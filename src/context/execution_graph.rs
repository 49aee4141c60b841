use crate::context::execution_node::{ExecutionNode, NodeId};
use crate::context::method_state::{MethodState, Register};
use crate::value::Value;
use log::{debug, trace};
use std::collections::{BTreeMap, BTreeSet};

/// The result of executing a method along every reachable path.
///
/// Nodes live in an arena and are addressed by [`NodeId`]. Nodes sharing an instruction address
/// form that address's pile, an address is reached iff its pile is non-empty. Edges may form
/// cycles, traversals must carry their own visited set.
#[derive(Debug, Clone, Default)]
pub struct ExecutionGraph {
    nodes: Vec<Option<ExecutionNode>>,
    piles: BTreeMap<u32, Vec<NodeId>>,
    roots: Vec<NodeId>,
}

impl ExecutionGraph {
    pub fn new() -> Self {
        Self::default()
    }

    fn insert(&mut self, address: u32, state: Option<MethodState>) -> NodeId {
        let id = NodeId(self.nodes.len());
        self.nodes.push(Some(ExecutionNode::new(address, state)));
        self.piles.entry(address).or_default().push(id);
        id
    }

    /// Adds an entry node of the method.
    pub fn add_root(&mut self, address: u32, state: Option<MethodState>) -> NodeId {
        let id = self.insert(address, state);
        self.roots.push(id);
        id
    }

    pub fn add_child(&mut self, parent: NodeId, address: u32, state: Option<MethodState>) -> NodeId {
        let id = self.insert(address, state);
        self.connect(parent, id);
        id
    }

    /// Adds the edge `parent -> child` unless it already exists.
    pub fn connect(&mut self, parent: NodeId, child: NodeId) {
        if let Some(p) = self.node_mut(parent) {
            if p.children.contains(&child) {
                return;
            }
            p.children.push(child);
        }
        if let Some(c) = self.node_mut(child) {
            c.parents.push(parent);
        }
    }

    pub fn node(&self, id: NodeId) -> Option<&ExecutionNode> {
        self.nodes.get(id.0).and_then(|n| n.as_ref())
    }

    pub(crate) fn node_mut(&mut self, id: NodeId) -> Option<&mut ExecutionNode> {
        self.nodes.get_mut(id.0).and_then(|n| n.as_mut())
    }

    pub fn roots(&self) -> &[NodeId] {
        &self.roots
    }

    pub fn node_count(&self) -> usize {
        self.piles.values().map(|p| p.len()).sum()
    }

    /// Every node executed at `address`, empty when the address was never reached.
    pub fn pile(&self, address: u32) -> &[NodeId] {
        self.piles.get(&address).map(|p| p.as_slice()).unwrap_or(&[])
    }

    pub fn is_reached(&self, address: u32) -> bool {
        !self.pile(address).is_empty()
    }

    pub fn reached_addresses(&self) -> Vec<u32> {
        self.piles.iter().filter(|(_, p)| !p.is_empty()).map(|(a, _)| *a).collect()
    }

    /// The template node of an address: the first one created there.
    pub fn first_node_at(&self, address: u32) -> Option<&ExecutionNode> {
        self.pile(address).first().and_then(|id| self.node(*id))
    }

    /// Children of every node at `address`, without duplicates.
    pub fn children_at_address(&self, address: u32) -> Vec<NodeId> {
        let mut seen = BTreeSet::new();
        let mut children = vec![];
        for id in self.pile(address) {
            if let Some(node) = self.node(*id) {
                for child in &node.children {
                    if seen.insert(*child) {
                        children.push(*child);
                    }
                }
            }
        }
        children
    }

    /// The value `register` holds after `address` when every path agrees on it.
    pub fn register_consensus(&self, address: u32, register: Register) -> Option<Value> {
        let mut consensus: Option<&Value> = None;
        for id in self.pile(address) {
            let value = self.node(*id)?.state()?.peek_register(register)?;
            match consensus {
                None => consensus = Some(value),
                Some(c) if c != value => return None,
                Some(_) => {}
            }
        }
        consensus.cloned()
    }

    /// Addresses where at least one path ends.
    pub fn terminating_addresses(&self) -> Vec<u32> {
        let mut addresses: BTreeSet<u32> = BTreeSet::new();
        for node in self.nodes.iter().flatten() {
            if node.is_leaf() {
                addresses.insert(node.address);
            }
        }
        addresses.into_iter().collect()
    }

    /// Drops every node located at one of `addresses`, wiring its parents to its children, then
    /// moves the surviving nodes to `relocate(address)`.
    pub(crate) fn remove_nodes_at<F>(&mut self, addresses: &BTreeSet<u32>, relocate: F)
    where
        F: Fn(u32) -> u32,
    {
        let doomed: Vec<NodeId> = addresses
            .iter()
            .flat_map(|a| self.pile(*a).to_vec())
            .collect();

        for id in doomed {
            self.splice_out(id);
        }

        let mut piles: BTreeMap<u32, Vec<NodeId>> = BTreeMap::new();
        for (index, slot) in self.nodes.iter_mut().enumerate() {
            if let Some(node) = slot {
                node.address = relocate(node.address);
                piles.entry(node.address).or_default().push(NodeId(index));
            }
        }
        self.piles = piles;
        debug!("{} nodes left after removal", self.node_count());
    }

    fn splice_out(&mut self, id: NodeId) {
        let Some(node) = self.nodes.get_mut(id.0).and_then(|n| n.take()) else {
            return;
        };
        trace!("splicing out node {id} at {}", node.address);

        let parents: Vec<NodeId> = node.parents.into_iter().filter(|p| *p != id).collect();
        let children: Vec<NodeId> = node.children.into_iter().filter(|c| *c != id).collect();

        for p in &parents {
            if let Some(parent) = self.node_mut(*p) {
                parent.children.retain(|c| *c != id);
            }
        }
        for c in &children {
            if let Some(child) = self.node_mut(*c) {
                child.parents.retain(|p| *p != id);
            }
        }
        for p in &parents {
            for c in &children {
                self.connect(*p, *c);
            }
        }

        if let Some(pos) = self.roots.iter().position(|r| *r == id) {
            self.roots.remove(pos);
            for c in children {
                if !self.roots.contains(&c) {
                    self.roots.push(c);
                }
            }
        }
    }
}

### WHAT IS EXPECTED:
Quote the records above exactly, from the first line through the line containing "an instruction address", and nothing more.

### EXPECTED OUTPUT:
filename src/context/execution_graph.rs
repository 49aee4141c60b841
use crate::context::execution_node::{ExecutionNode, NodeId};
use crate::context::method_state::{MethodState, Register};
use crate::value::Value;
use log::{debug, trace};
use std::collections::{BTreeMap, BTreeSet};

/// The result of executing a method along every reachable path.
///
/// Nodes live in an arena and are addressed by [`NodeId`]. Nodes sharing an instruction address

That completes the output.